Needless to say, we were all on tenterhooks, waiting to get some news from her. Frankly, we weren't sure this would work. We had not tried to hook up a Mother and married son before, and that introduced a whole new dynamic to it. What made this even more difficult was that Karen was sure Andy was totally smitten with his new wife.

Finally, Karen sent a group text. "Lunch at my place on Wednesday. I can't wait to tell you!"

That was certainly tantalizing. Had it worked? Maybe she didn't get what she wanted so much, but maybe she made progress. Who could expect it to go from zero to 100 in a weekend?

Sarah immediately texted me after we got Karen's text. "What do you think, Vic? Another win?"

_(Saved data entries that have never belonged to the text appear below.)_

use gravwell::{Scenario, ScenarioConfig};
use gravwell::run_2d;

use clap::Parser;
use anyhow::{Context, Result};

use std::fs::File;
use std::io::BufReader;
use std::path::PathBuf;

#[derive(Parser, Debug)]
struct Args {
    /// Scenario YAML under scenarios/; built-in defaults when omitted
    #[arg(short)]
    file_name: Option<String>,
}

// load here to keep main clean
fn load_scenario_config() -> Result<ScenarioConfig> {
    let args = Args::parse();
    let Some(file_name) = args.file_name else {
        return Ok(ScenarioConfig::default());
    };

    let config_path = PathBuf::from(env!("CARGO_MANIFEST_DIR"))
        .join("scenarios")
        .join(&file_name);
    let file = File::open(&config_path)
        .with_context(|| format!("failed to open scenario {}", config_path.display()))?;
    let reader = BufReader::new(file);
    let scenario_cfg: ScenarioConfig = serde_yaml::from_reader(reader)
        .with_context(|| format!("failed to parse scenario {}", config_path.display()))?;

    Ok(scenario_cfg)
}

#[macroquad::main("gravwell")]
async fn main() {
    let scenario_cfg = match load_scenario_config() {
        Ok(cfg) => cfg,
        Err(err) => {
            eprintln!("gravwell: {err:#}");
            std::process::exit(1);
        }
    };

    let scenario = Scenario::build_scenario(scenario_cfg);
    run_2d(scenario).await;
}
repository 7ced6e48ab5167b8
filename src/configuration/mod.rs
pub mod config;
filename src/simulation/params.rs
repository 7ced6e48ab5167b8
//! Runtime parameters and per-frame inputs for the simulation.
//!
//! `Parameters` holds the settings fixed at scenario build time:
//! - initial force strength and base mass,
//! - trail capacity and fade opacity,
//! - random seed.
//!
//! `Bounds` is the canvas extent plus the wraparound margin, and owns the
//! boundary predicate. `FieldInputs` is the explicit per-frame input context
//! (pointer position and live scalars) read by the integrator.

use crate::simulation::states::NVec2;

#[derive(Debug, Clone)]
pub struct Parameters {
    pub gravity_strength: f64, // initial pull strength, doubles as force radius
    pub base_mass: f64, // initial base mass for spawns
    pub trail_length: usize, // trail buffer capacity
    pub fade_alpha: f32, // per-frame full-area fill opacity
    pub seed: u64, // deterministic seed to make runs reproducible
}

/// Canvas extent in simulation units plus the wraparound margin.
#[derive(Debug, Clone, Copy)]
pub struct Bounds {
    pub width: f64,
    pub height: f64,
    pub margin: f64, // overshoot allowed past each edge before wrapping
}

impl Bounds {
    /// Margin-wrap boundary predicate. Returns the re-entry position when
    /// `x` has left `[-margin, extent + margin]` on either axis: the
    /// out-of-range axis flips to the opposite margin edge, the other axis
    /// is preserved. `None` while the particle is still in flight.
    pub fn wrap(&self, x: NVec2) -> Option<NVec2> {
        let mut wrapped = x;
        let mut exited = false;

        if x.x < -self.margin {
            wrapped.x = self.width + self.margin;
            exited = true;
        } else if x.x > self.width + self.margin {
            wrapped.x = -self.margin;
            exited = true;
        }

        if x.y < -self.margin {
            wrapped.y = self.height + self.margin;
            exited = true;
        } else if x.y > self.height + self.margin {
            wrapped.y = -self.margin;
            exited = true;
        }

        exited.then_some(wrapped)
    }
}

/// External inputs read once per frame. The pointer is `None` when no
/// pointer is active; that is a normal state, not an error, and means zero
/// force this frame. `strength` and `base_mass` are live-adjustable by the
/// host; base mass only affects future respawns.
#[derive(Debug, Clone, Copy)]
pub struct FieldInputs {
    pub pointer: Option<NVec2>,
    pub strength: f64,
    pub base_mass: f64,
}
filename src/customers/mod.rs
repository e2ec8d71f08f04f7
//! Customer queries backing the database smoke test.

pub mod models;
pub mod repository;
pub mod table;

pub use models::Customer;
pub use repository::{RECENT_CUSTOMERS_LIMIT, RECENT_CUSTOMERS_SQL, fetch_recent};
pub use table::render;
//! Socket.IO subscriber wiring.
//!
//! Builds a `rust_socketio` client that subscribes to the configured channel
//! once connected and reports every notification on the configured event.
//! Handshake, heartbeats and framing belong to the client library.

use std::fmt;
use std::future::Future;
use std::sync::Arc;

use futures_util::FutureExt;
use rust_socketio::asynchronous::{Client, ClientBuilder};
use rust_socketio::{Event, Payload, TransportType};
use serde_json::Value;
use tokio::sync::Notify;
use url::Url;

use crate::config::ProbeConfig;
use crate::error::ProbeError;

/// Event name of the subscription request.
pub const SUBSCRIBE_EVENT: &str = "subscribe";

/// Default Socket.IO namespace.
pub const ROOT_NAMESPACE: &str = "/";

/// Server URL split the way Socket.IO clients read it.
#[derive(Debug, Clone, PartialEq, Eq)]
pub struct ServerAddress {
    /// `http(s)` URL with the path cleared and the query string kept.
    pub url: String,
    /// Namespace taken from the URL path (`/` when empty).
    pub namespace: String,
}

impl ServerAddress {
    /// Parses `SOCKET_URL`. `ws(s)` is accepted as an alias for `http(s)`,
    /// a non-root path names the namespace, and query parameters such as
    /// auth tokens are passed through to the handshake.
    ///
    /// # Errors
    ///
    /// Returns [`ProbeError::InvalidEndpoint`] if the URL does not parse,
    /// has no host, or uses an unsupported scheme.
    pub fn parse(raw: &str) -> Result<Self, ProbeError> {
        let mut url =
            Url::parse(raw).map_err(|e| ProbeError::InvalidEndpoint(format!("{raw}: {e}")))?;

        if url.host_str().is_none() {
            return Err(ProbeError::InvalidEndpoint(format!("{raw}: missing host")));
        }

        let scheme = match url.scheme() {
            "http" | "ws" => "http",
            "https" | "wss" => "https",
            other => {
                return Err(ProbeError::InvalidEndpoint(format!(
                    "{raw}: unsupported scheme {other:?}"
                )));
            }
        };
        url.set_scheme(scheme)
            .map_err(|()| ProbeError::InvalidEndpoint(format!("{raw}: cannot use {scheme}")))?;

        let namespace = match url.path().trim_end_matches('/') {
            "" => ROOT_NAMESPACE.to_string(),
            path => path.to_string(),
        };
        url.set_path("/");
        url.set_fragment(None);

        Ok(Self {
            url: url.into(),
            namespace,
        })
    }
}

/// An inbound notification as delivered to a handler.
#[derive(Debug, Clone, PartialEq)]
pub struct InboundEvent {
    /// Event name.
    pub name: String,
    /// Event arguments in the order the sender emitted them.
    pub args: Vec<Value>,
}

impl InboundEvent {
    /// Returns the payload as a handler with a single parameter sees it:
    /// the first argument, or `null` when the event carried none.
    #[must_use]
    pub fn payload(&self) -> &Value {
        self.args.first().unwrap_or(&Value::Null)
    }
}

/// Why [`SubscriberProbe::run_until`] returned.
#[derive(Debug, Clone, Copy, PartialEq, Eq)]
pub enum StopReason {
    /// The server closed the connection.
    ServerClosed,
    /// The caller's shutdown future resolved.
    Shutdown,
}

/// A connected subscriber.
pub struct SubscriberProbe {
    client: Client,
    closed: Arc<Notify>,
    address: ServerAddress,
}

impl fmt::Debug for SubscriberProbe {
    fn fmt(&self, f: &mut fmt::Formatter<'_>) -> fmt::Result {
        f.debug_struct("SubscriberProbe")
            .field("address", &self.address)
            .finish_non_exhaustive()
    }
}

impl SubscriberProbe {
    /// Waits until the server closes the connection or `shutdown`
    /// resolves, in which case the client disconnects first.
    ///
    /// # Errors
    ///
    /// Returns [`ProbeError::Transport`] if the disconnect fails.
    pub async fn run_until<S>(self, shutdown: S) -> Result<StopReason, ProbeError>
    where
        S: Future<Output = ()>,
    {
        tokio::select! {
            () = self.closed.notified() => Ok(StopReason::ServerClosed),
            () = shutdown => {
                self.client.disconnect().await?;
                Ok(StopReason::Shutdown)
            }
        }
    }
}

/// Connects the subscriber with notifications written to the log.
///
/// # Errors
///
/// Returns [`ProbeError::InvalidEndpoint`] if `SOCKET_URL` is unusable and
/// [`ProbeError::Transport`] if the connection cannot be established.
pub async fn connect(config: &ProbeConfig) -> Result<SubscriberProbe, ProbeError> {
    connect_with(config, log_notification).await
}

/// Connects the subscriber, passing every notification to `on_notification`.
///
/// # Errors
///
/// Returns [`ProbeError::InvalidEndpoint`] if `SOCKET_URL` is unusable and
/// [`ProbeError::Transport`] if the connection cannot be established.
pub async fn connect_with<F>(
    config: &ProbeConfig,
    mut on_notification: F,
) -> Result<SubscriberProbe, ProbeError>
where
    F: FnMut(&InboundEvent) + Send + Sync + 'static,
{
    let address = ServerAddress::parse(&config.socket_url)?;
    tracing::info!(
        url = %address.url,
        namespace = %address.namespace,
        channel = %config.socket_channel,
        event = %config.socket_event,
        "starting subscriber"
    );

    let closed = Arc::new(Notify::new());
    let close_signal = Arc::clone(&closed);
    let channel = config.socket_channel.clone();
    let event_name = config.socket_event.clone();
    let namespace = address.namespace.clone();

    let client = ClientBuilder::new(address.url.clone())
        .namespace(address.namespace.clone())
        .transport_type(TransportType::Websocket)
        .reconnect(false)
        .on(Event::Connect, move |payload: Payload, client: Client| {
            let channel = channel.clone();
            let id = connection_id(&payload).unwrap_or_else(|| namespace.clone());
            async move {
                tracing::info!(id = %id, "connected to realtime server");
                if let Err(e) = client.emit(SUBSCRIBE_EVENT, Value::String(channel)).await {
                    tracing::warn!(error = %e, "subscribe request failed");
                }
            }
            .boxed()
        })
        .on(
            config.socket_event.as_str(),
            move |payload: Payload, _client: Client| {
                let event = InboundEvent {
                    name: event_name.clone(),
                    args: payload_args(payload),
                };
                on_notification(&event);
                async {}.boxed()
            },
        )
        .on(Event::Error, |payload: Payload, _client: Client| {
            let detail = Value::Array(payload_args(payload));
            async move {
                tracing::warn!(error = %detail, "socket error");
            }
            .boxed()
        })
        .on(Event::Close, move |_payload: Payload, _client: Client| {
            close_signal.notify_one();
            async {}.boxed()
        })
        .connect()
        .await?;

    Ok(SubscriberProbe {
        client,
        closed,
        address,
    })
}

/// Logs one notification with its payload verbatim.
pub fn log_notification(event: &InboundEvent) {
    tracing::info!(event = %event.name, payload = %event.payload(), "notification received");
}

/// Flattens a library payload into JSON arguments. Binary payloads are
/// reported by size only.
fn payload_args(payload: Payload) -> Vec<Value> {
    match payload {
        Payload::Text(values) => values,
        Payload::Binary(bytes) => vec![serde_json::json!({ "binary_len": bytes.len() })],
        #[allow(deprecated)]
        Payload::String(raw) => vec![serde_json::from_str(&raw).unwrap_or(Value::String(raw))],
    }
}

/// Socket id carried by the connect acknowledgement, when the library
/// passes it through.
fn connection_id(payload: &Payload) -> Option<String> {
    match payload {
        Payload::Text(values) => values
            .first()
            .and_then(|v| v.get("sid"))
            .and_then(Value::as_str)
            .map(str::to_string),
        _ => None,
    }
}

I texted back. "Let's not count our chickens. I'm just glad she's coming out of her cave."

On Wednesday, Sarah, Lisa, Bonnie, and I all met at Karen's. She greeted us at the door, and it was like she was a new woman. Her hair was done, she had on makeup, and she was dressed in a pair of slacks and a beautiful mauve sweater. I noted that Karen's extra weight was pretty well distributed. Sure, she had a paunch - who didn't? - but her breasts were full and her butt was curvy. She sure didn't have that flat butt that so many women get as they age. Karen was still a good-looking woman, but what made her beautiful on that day was her radiance. She was glowing. I would say she looked like a well-fucked woman, and I couldn't wait to hear her confirm it.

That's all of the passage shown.